━━━ Given data
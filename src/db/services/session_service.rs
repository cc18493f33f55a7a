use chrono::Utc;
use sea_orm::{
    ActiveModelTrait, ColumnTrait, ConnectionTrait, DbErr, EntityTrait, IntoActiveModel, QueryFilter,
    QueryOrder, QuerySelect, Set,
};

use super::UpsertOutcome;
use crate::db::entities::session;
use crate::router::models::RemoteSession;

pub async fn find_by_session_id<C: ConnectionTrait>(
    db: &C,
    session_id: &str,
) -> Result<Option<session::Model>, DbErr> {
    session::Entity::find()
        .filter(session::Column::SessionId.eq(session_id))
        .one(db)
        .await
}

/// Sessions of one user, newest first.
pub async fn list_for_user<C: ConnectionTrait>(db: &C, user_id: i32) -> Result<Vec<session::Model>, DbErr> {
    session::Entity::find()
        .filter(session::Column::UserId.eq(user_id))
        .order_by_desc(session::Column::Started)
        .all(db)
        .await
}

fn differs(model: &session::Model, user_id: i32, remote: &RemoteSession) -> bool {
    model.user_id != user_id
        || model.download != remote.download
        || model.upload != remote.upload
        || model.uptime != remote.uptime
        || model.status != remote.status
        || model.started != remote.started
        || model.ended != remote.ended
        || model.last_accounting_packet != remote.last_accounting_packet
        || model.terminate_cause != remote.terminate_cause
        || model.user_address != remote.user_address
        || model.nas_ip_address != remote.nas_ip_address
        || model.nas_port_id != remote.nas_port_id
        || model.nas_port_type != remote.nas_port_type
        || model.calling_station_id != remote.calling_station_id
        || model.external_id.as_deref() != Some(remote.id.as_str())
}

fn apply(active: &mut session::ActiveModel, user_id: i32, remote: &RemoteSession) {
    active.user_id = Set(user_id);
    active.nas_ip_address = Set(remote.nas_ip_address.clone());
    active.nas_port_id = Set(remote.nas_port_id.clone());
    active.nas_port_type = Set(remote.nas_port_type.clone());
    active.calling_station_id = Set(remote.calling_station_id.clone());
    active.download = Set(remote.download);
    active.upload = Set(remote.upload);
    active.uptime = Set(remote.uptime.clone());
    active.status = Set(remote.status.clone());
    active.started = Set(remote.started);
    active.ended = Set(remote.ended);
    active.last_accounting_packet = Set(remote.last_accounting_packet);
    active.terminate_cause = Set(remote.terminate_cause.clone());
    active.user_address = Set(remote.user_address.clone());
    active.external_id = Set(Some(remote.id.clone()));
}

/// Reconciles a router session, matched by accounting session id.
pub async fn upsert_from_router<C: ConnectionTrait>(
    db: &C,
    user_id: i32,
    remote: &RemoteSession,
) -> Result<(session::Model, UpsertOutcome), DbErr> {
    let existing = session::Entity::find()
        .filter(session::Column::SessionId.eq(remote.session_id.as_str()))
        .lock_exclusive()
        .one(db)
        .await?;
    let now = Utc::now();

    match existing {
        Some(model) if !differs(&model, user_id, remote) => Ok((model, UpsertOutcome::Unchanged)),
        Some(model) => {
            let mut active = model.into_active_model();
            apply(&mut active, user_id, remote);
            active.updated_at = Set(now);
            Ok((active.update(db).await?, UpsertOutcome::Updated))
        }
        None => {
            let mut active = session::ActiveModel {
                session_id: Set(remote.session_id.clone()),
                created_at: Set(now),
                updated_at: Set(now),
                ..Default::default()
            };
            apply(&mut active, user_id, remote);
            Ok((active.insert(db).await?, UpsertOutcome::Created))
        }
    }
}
━━━━━━
**Required work**
Transcribe each entry verbatim, leaving none out.

**Response area**
filename src/db/services/session_service.rs
repository cc18493f33f55a7a
use chrono::Utc;
use sea_orm::{
    ActiveModelTrait, ColumnTrait, ConnectionTrait, DbErr, EntityTrait, IntoActiveModel, QueryFilter,
    QueryOrder, QuerySelect, Set,
};

use super::UpsertOutcome;
use crate::db::entities::session;
use crate::router::models::RemoteSession;

pub async fn find_by_session_id<C: ConnectionTrait>(
    db: &C,
    session_id: &str,
) -> Result<Option<session::Model>, DbErr> {
    session::Entity::find()
        .filter(session::Column::SessionId.eq(session_id))
        .one(db)
        .await
}

/// Sessions of one user, newest first.
pub async fn list_for_user<C: ConnectionTrait>(db: &C, user_id: i32) -> Result<Vec<session::Model>, DbErr> {
    session::Entity::find()
        .filter(session::Column::UserId.eq(user_id))
        .order_by_desc(session::Column::Started)
        .all(db)
        .await
}

fn differs(model: &session::Model, user_id: i32, remote: &RemoteSession) -> bool {
    model.user_id != user_id
        || model.download != remote.download
        || model.upload != remote.upload
        || model.uptime != remote.uptime
        || model.status != remote.status
        || model.started != remote.started
        || model.ended != remote.ended
        || model.last_accounting_packet != remote.last_accounting_packet
        || model.terminate_cause != remote.terminate_cause
        || model.user_address != remote.user_address
        || model.nas_ip_address != remote.nas_ip_address
        || model.nas_port_id != remote.nas_port_id
        || model.nas_port_type != remote.nas_port_type
        || model.calling_station_id != remote.calling_station_id
        || model.external_id.as_deref() != Some(remote.id.as_str())
}

fn apply(active: &mut session::ActiveModel, user_id: i32, remote: &RemoteSession) {
    active.user_id = Set(user_id);
    active.nas_ip_address = Set(remote.nas_ip_address.clone());
    active.nas_port_id = Set(remote.nas_port_id.clone());
    active.nas_port_type = Set(remote.nas_port_type.clone());
    active.calling_station_id = Set(remote.calling_station_id.clone());
    active.download = Set(remote.download);
    active.upload = Set(remote.upload);
    active.uptime = Set(remote.uptime.clone());
    active.status = Set(remote.status.clone());
    active.started = Set(remote.started);
    active.ended = Set(remote.ended);
    active.last_accounting_packet = Set(remote.last_accounting_packet);
    active.terminate_cause = Set(remote.terminate_cause.clone());
    active.user_address = Set(remote.user_address.clone());
    active.external_id = Set(Some(remote.id.clone()));
}

/// Reconciles a router session, matched by accounting session id.
pub async fn upsert_from_router<C: ConnectionTrait>(
    db: &C,
    user_id: i32,
    remote: &RemoteSession,
) -> Result<(session::Model, UpsertOutcome), DbErr> {
    let existing = session::Entity::find()
        .filter(session::Column::SessionId.eq(remote.session_id.as_str()))
        .lock_exclusive()
        .one(db)
        .await?;
    let now = Utc::now();

    match existing {
        Some(model) if !differs(&model, user_id, remote) => Ok((model, UpsertOutcome::Unchanged)),
        Some(model) => {
            let mut active = model.into_active_model();
            apply(&mut active, user_id, remote);
            active.updated_at = Set(now);
            Ok((active.update(db).await?, UpsertOutcome::Updated))
        }
        None => {
            let mut active = session::ActiveModel {
                session_id: Set(remote.session_id.clone()),
                created_at: Set(now),
                updated_at: Set(now),
                ..Default::default()
            };
            apply(&mut active, user_id, remote);
            Ok((active.insert(db).await?, UpsertOutcome::Created))
        }
    }
}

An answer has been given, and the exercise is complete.